Matériel employé pour le peeling laser

 

Le laser C02 est le plus ancien laser médical.

C'est un laser polyvalent dont les réglages faits avec subtilité peuvent faire varier l'effet du bistouri chirurgical d'une extrême précision au relissage cutané doux.

Ce laser existe en 2 technologies: la plus ancienne utilise le rayonnement laser en mode ablatif, la plus récente s'appelle le laser CO2 fractionné.

Le centre dispose du Quadralase CO2 (Candela) qui a la particularité de pouvoir effectuer les deux types de traitement.

Le mode ablatif est toujours utilisé en chirurgie à la façon des bistouris, en dermatologie traditionnelle pour supprimer des tumeurs, en médecine esthétique pour effectuer des traitements de 'resurfacing' : ils permettent une amélioration ou une disparition des taches pigmentaires, une atténuation des rides superficielles à moyenne et entraînent une mise en tension de la peau au bout de quelques mois.

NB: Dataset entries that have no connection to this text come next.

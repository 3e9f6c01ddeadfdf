//! Serve command - starts the API server.

use anyhow::{Context, Result};
use colored::Colorize;
use std::net::SocketAddr;
use std::time::Duration;

use lp_api::{ApiServer, ApiServerConfig, AppState};

use super::data::open_database;
use crate::config::AppConfig;

/// Runs the API server until Ctrl+C or SIGTERM.
pub async fn run_server(config: &AppConfig) -> Result<()> {
    println!("{} Starting lab portal API server...", "[server]".cyan());

    println!("  {} Database: {}", "→".green(), config.database.url);
    let db_pool = open_database(&config.database).await?;
    println!("  {} Migrations complete", "✓".green());

    let state = AppState::new(db_pool);

    let bind_address: SocketAddr = format!("{}:{}", config.server.host, config.server.port)
        .parse()
        .context("Invalid bind address")?;

    let server_config = ApiServerConfig {
        bind_address,
        request_timeout: Duration::from_secs(config.server.request_timeout_secs),
        enable_swagger: config.server.enable_swagger,
        cors_origins: config.server.cors_origins.clone(),
    };

    println!();
    println!("{}", "Lab Portal API Server".bold());
    println!("{}", "═".repeat(40));
    println!("  {} http://{}", "Address:".cyan(), bind_address);
    println!("  {} {}", "Database:".cyan(), config.database.url);

    if config.server.enable_swagger {
        println!(
            "  {} http://{}/swagger-ui",
            "Swagger UI:".cyan(),
            bind_address
        );
    }

    println!();
    println!("{}", "Endpoints:".bold());
    println!("  GET   /health                        - Health check");
    println!("  GET   /api/capabilities              - Capabilities (also locations, equipment,");
    println!("                                         test-methods, users, ios)");
    println!("  POST  /api/requests/ntr              - Submit a Normal Test Request");
    println!("  POST  /api/requests/asr              - Submit an Analysis Solution Request");
    println!("  POST  /api/requests/er               - Reserve equipment");
    println!("  PATCH /api/requests/:id/status       - Move a request through the workflow");
    println!("  PATCH /api/samples/:id/status        - Move a sample through the workflow");
    println!("  GET   /api/backup                    - Export all data");
    println!();
    println!("Press {} to stop", "Ctrl+C".yellow());
    println!();

    let server = ApiServer::new(state, server_config);
    server.run().await.context("Server error")?;

    println!();
    println!("{} Server stopped", "[server]".cyan());

    Ok(())
}
//! Test method catalog endpoints.

use axum::{extract::State, http::StatusCode, routing::get, Json, Router};
use chrono::{DateTime, Utc};
use serde::{Deserialize, Serialize};
use utoipa::ToSchema;
use uuid::Uuid;
use validator::Validate;

use crate::dto::{nullable, ApiResponse, DeletedResponse};
use crate::error::{ApiError, ErrorResponse};
use crate::extract::{ApiPath, ApiQuery, ValidatedJson};
use crate::state::AppState;
use lp_core::db::create_test_method_repository;
use lp_core::models::{TestMethod, TestMethodFilter, TestMethodUpdate};

/// A catalog test method offered by one capability.
#[derive(Debug, Serialize, Deserialize, ToSchema)]
pub struct TestMethodResponse {
    pub id: Uuid,
    pub code: String,
    pub name: String,
    pub capability_id: Uuid,
    pub equipment_id: Option<Uuid>,
    pub price: f64,
    pub turnaround_days: i64,
    pub sample_requirement: Option<String>,
    pub is_active: bool,
    pub created_at: DateTime<Utc>,
    pub updated_at: DateTime<Utc>,
}

impl From<TestMethod> for TestMethodResponse {
    fn from(m: TestMethod) -> Self {
        Self {
            id: m.id,
            code: m.code,
            name: m.name,
            capability_id: m.capability_id,
            equipment_id: m.equipment_id,
            price: m.price,
            turnaround_days: m.turnaround_days,
            sample_requirement: m.sample_requirement,
            is_active: m.is_active,
            created_at: m.created_at,
            updated_at: m.updated_at,
        }
    }
}

#[derive(Debug, Deserialize, Validate, ToSchema)]
pub struct CreateTestMethodRequest {
    #[validate(length(min = 1, max = 50), custom(function = "crate::dto::not_blank"))]
    pub code: String,
    #[validate(length(min = 1, max = 200), custom(function = "crate::dto::not_blank"))]
    pub name: String,
    pub capability_id: Uuid,
    pub equipment_id: Option<Uuid>,
    #[validate(range(min = 0.0))]
    pub price: Option<f64>,
    #[validate(range(min = 0, max = 365))]
    pub turnaround_days: Option<i64>,
    pub sample_requirement: Option<String>,
    pub is_active: Option<bool>,
}

#[derive(Debug, Default, Deserialize, Validate, ToSchema)]
pub struct UpdateTestMethodRequest {
    #[validate(length(min = 1, max = 50), custom(function = "crate::dto::not_blank"))]
    pub code: Option<String>,
    #[validate(length(min = 1, max = 200), custom(function = "crate::dto::not_blank"))]
    pub name: Option<String>,
    pub capability_id: Option<Uuid>,
    #[serde(default, deserialize_with = "nullable")]
    #[schema(value_type = Option<Uuid>)]
    pub equipment_id: Option<Option<Uuid>>,
    #[validate(range(min = 0.0))]
    pub price: Option<f64>,
    #[validate(range(min = 0, max = 365))]
    pub turnaround_days: Option<i64>,
    #[serde(default, deserialize_with = "nullable")]
    #[schema(value_type = Option<String>)]
    pub sample_requirement: Option<Option<String>>,
    pub is_active: Option<bool>,
}

#[derive(Debug, Deserialize, Validate)]
pub struct ListTestMethodsQuery {
    pub capability_id: Option<Uuid>,
    pub is_active: Option<bool>,
    #[validate(length(max = 100))]
    pub search: Option<String>,
}

pub fn routes() -> Router<AppState> {
    Router::new()
        .route("/", get(list_test_methods).post(create_test_method))
        .route(
            "/:id",
            get(get_test_method)
                .put(update_test_method)
                .delete(delete_test_method),
        )
}

/// List test methods.
#[utoipa::path(
    get,
    path = "/api/test-methods",
    params(
        ("capability_id" = Option<Uuid>, Query, description = "Owning capability"),
        ("is_active" = Option<bool>, Query, description = "Filter by active flag"),
        ("search" = Option<String>, Query, description = "Search code or name")
    ),
    responses((status = 200, description = "Test methods", body = Vec<TestMethodResponse>)),
    tag = "Test Methods"
)]
async fn list_test_methods(
    State(state): State<AppState>,
    ApiQuery(query): ApiQuery<ListTestMethodsQuery>,
) -> Result<Json<ApiResponse<Vec<TestMethodResponse>>>, ApiError> {
    let filter = TestMethodFilter {
        capability_id: query.capability_id,
        is_active: query.is_active,
        search: query.search,
    };

    let methods = create_test_method_repository(&state.db)
        .list(&filter)
        .await?;
    Ok(Json(ApiResponse::list(
        methods.into_iter().map(Into::into).collect(),
    )))
}

/// Get a test method.
#[utoipa::path(
    get,
    path = "/api/test-methods/{id}",
    params(("id" = Uuid, Path, description = "Test method ID")),
    responses(
        (status = 200, description = "Test method", body = TestMethodResponse),
        (status = 404, description = "Test method not found", body = ErrorResponse)
    ),
    tag = "Test Methods"
)]
async fn get_test_method(
    State(state): State<AppState>,
    ApiPath(id): ApiPath<Uuid>,
) -> Result<Json<ApiResponse<TestMethodResponse>>, ApiError> {
    let method = create_test_method_repository(&state.db)
        .get(id)
        .await?
        .ok_or_else(|| ApiError::not_found("Test method", id))?;

    Ok(Json(ApiResponse::ok(method.into())))
}

/// Add a test method to the catalog.
#[utoipa::path(
    post,
    path = "/api/test-methods",
    request_body = CreateTestMethodRequest,
    responses(
        (status = 201, description = "Test method created", body = TestMethodResponse),
        (status = 400, description = "Invalid input, unknown capability or duplicate code", body = ErrorResponse)
    ),
    tag = "Test Methods"
)]
async fn create_test_method(
    State(state): State<AppState>,
    ValidatedJson(request): ValidatedJson<CreateTestMethodRequest>,
) -> Result<(StatusCode, Json<ApiResponse<TestMethodResponse>>), ApiError> {
    let mut method = TestMethod::new(
        request.code.trim(),
        request.name.trim(),
        request.capability_id,
    );
    method.equipment_id = request.equipment_id;
    method.price = request.price.unwrap_or(0.0);
    method.turnaround_days = request.turnaround_days.unwrap_or(0);
    method.sample_requirement = request.sample_requirement;
    method.is_active = request.is_active.unwrap_or(true);

    let created = create_test_method_repository(&state.db)
        .create(&method)
        .await?;
    Ok((StatusCode::CREATED, Json(ApiResponse::ok(created.into()))))
}

/// Update a test method.
#[utoipa::path(
    put,
    path = "/api/test-methods/{id}",
    params(("id" = Uuid, Path, description = "Test method ID")),
    request_body = UpdateTestMethodRequest,
    responses(
        (status = 200, description = "Test method updated", body = TestMethodResponse),
        (status = 400, description = "Invalid input", body = ErrorResponse),
        (status = 404, description = "Test method not found", body = ErrorResponse)
    ),
    tag = "Test Methods"
)]
async fn update_test_method(
    State(state): State<AppState>,
    ApiPath(id): ApiPath<Uuid>,
    ValidatedJson(request): ValidatedJson<UpdateTestMethodRequest>,
) -> Result<Json<ApiResponse<TestMethodResponse>>, ApiError> {
    let update = TestMethodUpdate {
        code: request.code.map(|c| c.trim().to_string()),
        name: request.name.map(|n| n.trim().to_string()),
        capability_id: request.capability_id,
        equipment_id: request.equipment_id,
        price: request.price,
        turnaround_days: request.turnaround_days,
        sample_requirement: request.sample_requirement,
        is_active: request.is_active,
    };

    let updated = create_test_method_repository(&state.db)
        .update(id, &update)
        .await?;
    Ok(Json(ApiResponse::ok(updated.into())))
}

/// Delete a test method.
#[utoipa::path(
    delete,
    path = "/api/test-methods/{id}",
    params(("id" = Uuid, Path, description = "Test method ID")),
    responses(
        (status = 200, description = "Test method deleted", body = DeletedResponse),
        (status = 400, description = "Test method still referenced", body = ErrorResponse),
        (status = 404, description = "Test method not found", body = ErrorResponse)
    ),
    tag = "Test Methods"
)]
async fn delete_test_method(
    State(state): State<AppState>,
    ApiPath(id): ApiPath<Uuid>,
) -> Result<Json<ApiResponse<DeletedResponse>>, ApiError> {
    if !create_test_method_repository(&state.db).delete(id).await? {
        return Err(ApiError::not_found("Test method", id));
    }
    Ok(Json(ApiResponse::ok(DeletedResponse::new(id))))
}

En revanche, cette façon d'agir comporte des inconvénients : anesthésie obligatoire, risque de complication lors de la cicatrisation. Les peaux sombres sont des contre-indications (parfois un traitement préventif pour blanchir la peau peut être appliqué sur les phototypes IV afin de traiter quand même.). Les suites initiales sont relativement contraignantes pour les patients avec une obligation de pansement pendant les 1 à 2 semaines suivant l'acte, une obligation de suivi médical dans les premiers jours, une éviction sociale minimale d'une quinzaine de jours. Enfin, la peau garde un érythème (rougeurs) pendant plusieurs mois avant un retour à la normale.

Le mode fractionné

Depuis peu, les industriels ont mis en point une variante des lasers CO2 capable de contourner, en grande partie, les effets indésirables des lasers CO2 traditionnel. Les lasers fractionnés disséminent le flux lumineux sur de multiples colonnes microscopiques à travers la peau tout en conservant autour de chacune de ces colonnes des espaces de peau saine.

On procède ainsi à un véritable traitement en profondeur, mais en s'assurant une guérison très accélérée (quatre à cinq jours) et des suites allégées. Cette technique pratiquée en une ou plusieurs fois ne nécessite pas d'anesthésie générale.